For many years, "Rosalita" made only rare or sporadic appearances, leading to fans campaigning for the song to be played by holding banners or placards saying "Let Rosie Come Out Tonight!" during shows. Springsteen occasionally granted the wish, though, such as during the last show of the above-mentioned tour in 1985 at the Los Angeles Memorial Coliseum, or on most of the quick American leg of the 1988 Tunnel of Love Express (it was dropped before the end, and did not appear on the European leg), or on the last night of a 15-show stand at the Continental Airlines Arena in New Jersey on the Reunion Tour in 1999. Finally, during the U.S. outdoor stadium portion of The Rising Tour in Summer 2003, "Rosalita" was inserted into the encores and was played in all 33 of those shows.

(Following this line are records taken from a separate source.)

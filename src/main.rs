use std::net::SocketAddr;
use std::sync::Arc;

use anyhow::Result;
use clap::{Parser, Subcommand};
use tracing_subscriber::{layer::SubscriberExt, util::SubscriberInitExt};

use daybreak::clock::Clock;
use daybreak::config::AppConfig;
use daybreak::mailer::{ApiMailer, CaptureMailer, EmailComposer, Mailer, MailerConfig};
use daybreak::scheduler::{BatchRequest, DeliveryScheduler};
use daybreak::selector::HighlightSelector;
use daybreak::server::DeliveryServer;
use daybreak::store::{
    RestAttemptLog, RestHighlightStore, RestUserDirectory, StoreClient, StoreConfig,
};

#[derive(Parser)]
#[command(
    name = "daybreak",
    version,
    about = "Daily book-highlight email delivery service",
    long_about = None
)]
struct Cli {
    #[command(subcommand)]
    command: Commands,

    /// Enable verbose logging
    #[arg(short, long, global = true)]
    verbose: bool,

    /// Log format (text, json)
    #[arg(long, global = true, default_value = "text")]
    log_format: String,
}

#[derive(Subcommand)]
enum Commands {
    /// Run the HTTP trigger server
    Serve {
        /// Override the bind address
        #[arg(short, long)]
        bind: Option<SocketAddr>,
    },

    /// Run one delivery batch from the command line
    Send {
        /// Window override, "HH:MM" (defaults to the current time)
        #[arg(short, long)]
        time: Option<String>,

        /// Process every candidate regardless of send time
        #[arg(long, default_value = "false")]
        force_all: bool,

        /// Only process random-mode users
        #[arg(long, default_value = "false")]
        only_random: bool,

        /// Only process specific-mode users
        #[arg(long, default_value = "false")]
        only_specific: bool,

        /// Capture outgoing mail instead of calling the provider
        #[arg(long, default_value = "false")]
        dry_run: bool,
    },

    /// Send a single test email
    TestEmail {
        /// Recipient (defaults to DAYBREAK_TEST_RECIPIENT)
        #[arg(short, long)]
        to: Option<String>,

        /// Send this highlight instead of the connectivity-test body
        #[arg(long)]
        highlight: Option<String>,
    },

    /// Report which required environment variables are missing
    CheckEnv,
}

#[tokio::main]
async fn main() -> Result<()> {
    let cli = Cli::parse();

    setup_tracing(&cli.log_format, cli.verbose)?;

    let config = AppConfig::from_env()?;
    config.validate()?;

    match cli.command {
        Commands::Serve { bind } => {
            let mut config = config;
            if let Some(bind) = bind {
                config.server.bind_address = bind;
            }

            let daily_send_time = config.delivery.daily_send_time.clone();
            let clock = Clock::new(config.delivery.utc_offset_hours);

            let server = DeliveryServer::new(config)?;
            println!("{}", server.info().display());

            if let Some(next) = clock.next_occurrence(&daily_send_time, clock.now()) {
                tracing::info!(next_daily_run = %next.to_rfc3339(), "daily trigger projection");
            }

            server
                .start_with_shutdown(async {
                    let _ = tokio::signal::ctrl_c().await;
                    tracing::info!("shutdown signal received");
                })
                .await?;
        }

        Commands::Send {
            time,
            force_all,
            only_random,
            only_specific,
            dry_run,
        } => {
            let capture = if dry_run {
                Some(Arc::new(CaptureMailer::new()))
            } else {
                require_env()?;
                None
            };

            let scheduler = build_scheduler(&config, capture.clone().map(|c| c as Arc<dyn Mailer>))?;

            let request = BatchRequest {
                target_time: time,
                force_all,
                only_random,
                only_specific,
            };

            let report = scheduler.run(&request).await?;

            println!("Delivery batch {}", report.batch_id);
            println!("  Window: {}", report.window_time);
            println!("  Total: {}", report.total);
            println!("  Sent: {}", report.sent);
            println!("  Skipped: {}", report.skipped);
            println!("  Failed: {}", report.failed);
            for error in &report.errors {
                println!("  Error: {error}");
            }

            if let Some(capture) = capture {
                println!("Dry run: {} email(s) captured", capture.count());
                for email in capture.sent() {
                    println!("  -> {} ({})", email.to, email.subject);
                }
            }
        }

        Commands::TestEmail { to, highlight } => {
            require_env()?;

            let recipient = to
                .or_else(|| config.delivery.test_recipient.clone())
                .ok_or_else(|| {
                    anyhow::anyhow!("no recipient: pass --to or set DAYBREAK_TEST_RECIPIENT")
                })?;

            let scheduler = build_scheduler(&config, None)?;

            let report = match highlight {
                Some(id) => scheduler.run_test_send(&recipient, Some(&id)).await?,
                None => scheduler.run_connectivity_test(&recipient).await?,
            };

            println!("Test email sent to {}", report.to);
            println!("  Message id: {}", report.message_id);
            if let Some(highlight_id) = report.highlight_id {
                println!("  Highlight: {highlight_id}");
            }
        }

        Commands::CheckEnv => {
            let clock = Clock::new(config.delivery.utc_offset_hours);
            println!("Delivery-zone time: {}", clock.current_time_string());

            let report = AppConfig::env_report();

            for name in &report.present {
                println!("  ok      {name}");
            }
            for name in &report.missing {
                println!("  MISSING {name}");
            }

            if report.is_valid() {
                println!("Environment is complete");
            } else {
                anyhow::bail!("{} required variable(s) missing", report.missing.len());
            }
        }
    }

    Ok(())
}

/// Refuse to touch external services while required variables are missing
fn require_env() -> Result<()> {
    let report = AppConfig::env_report();
    if !report.is_valid() {
        anyhow::bail!(
            "missing required environment variables: {}",
            report.missing.join(", ")
        );
    }
    Ok(())
}

/// Wire a scheduler against the configured store, optionally swapping in a
/// capturing mailer for dry runs
fn build_scheduler(
    config: &AppConfig,
    mailer_override: Option<Arc<dyn Mailer>>,
) -> Result<DeliveryScheduler> {
    let store_client = Arc::new(StoreClient::new(StoreConfig::from(&config.store))?);

    let mailer: Arc<dyn Mailer> = match mailer_override {
        Some(mailer) => mailer,
        None => Arc::new(ApiMailer::new(MailerConfig::from(&config.mail))?),
    };

    Ok(DeliveryScheduler::new(
        Clock::new(config.delivery.utc_offset_hours),
        Arc::new(RestUserDirectory::new(store_client.clone())),
        HighlightSelector::new(Arc::new(RestHighlightStore::new(store_client.clone()))),
        mailer,
        Arc::new(RestAttemptLog::new(store_client)),
        EmailComposer::new(config.delivery.site_url.clone()),
    )
    .with_tolerance(config.delivery.tolerance_minutes))
}

fn setup_tracing(format: &str, verbose: bool) -> Result<()> {
    let env_filter = if verbose {
        tracing_subscriber::EnvFilter::new("daybreak=debug,info")
    } else {
        tracing_subscriber::EnvFilter::new("daybreak=info,warn")
    };

    match format {
        "json" => {
            tracing_subscriber::registry()
                .with(env_filter)
                .with(tracing_subscriber::fmt::layer().json())
                .init();
        }
        _ => {
            tracing_subscriber::registry()
                .with(env_filter)
                .with(tracing_subscriber::fmt::layer().pretty())
                .init();
        }
    }

    Ok(())
}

During the 2007–2008 Magic Tour, the song made sporadic appearances, sometimes in reaction to audience signs requesting it. On the July 4 show in Gothenburg, Van Zandt brought back the famous "double-mike" ditty he and Springsteen used to do in the 1970s with the song's chorus. "Rosalita" continued to make sporadic appearances as the final encore during the 2009 Working on a Dream Tour. Beginning with the Wrecking Ball tour, the song became a regular part of encores.

==Personnel==
From Best of Bruce Springsteen Liner Notes
- Bruce Springsteen – vocals, guitar
- Clarence Clemons – tenor saxophone, backing vocals
- Danny Federici - organ, backing vocals
- Vini "Mad Dog" Lopez – drums, percussion, backing vocals
- David Sancious – piano
- Garry Tallent – bass

==Certifications==

Certifications and sales for "Rosalita (Come Out Tonight)"
| Region | Certification | Certified units/sales |
| United States (RIAA) | Gold | 500,000^{‡} |
^{‡} Sales+streaming figures based on certification alone.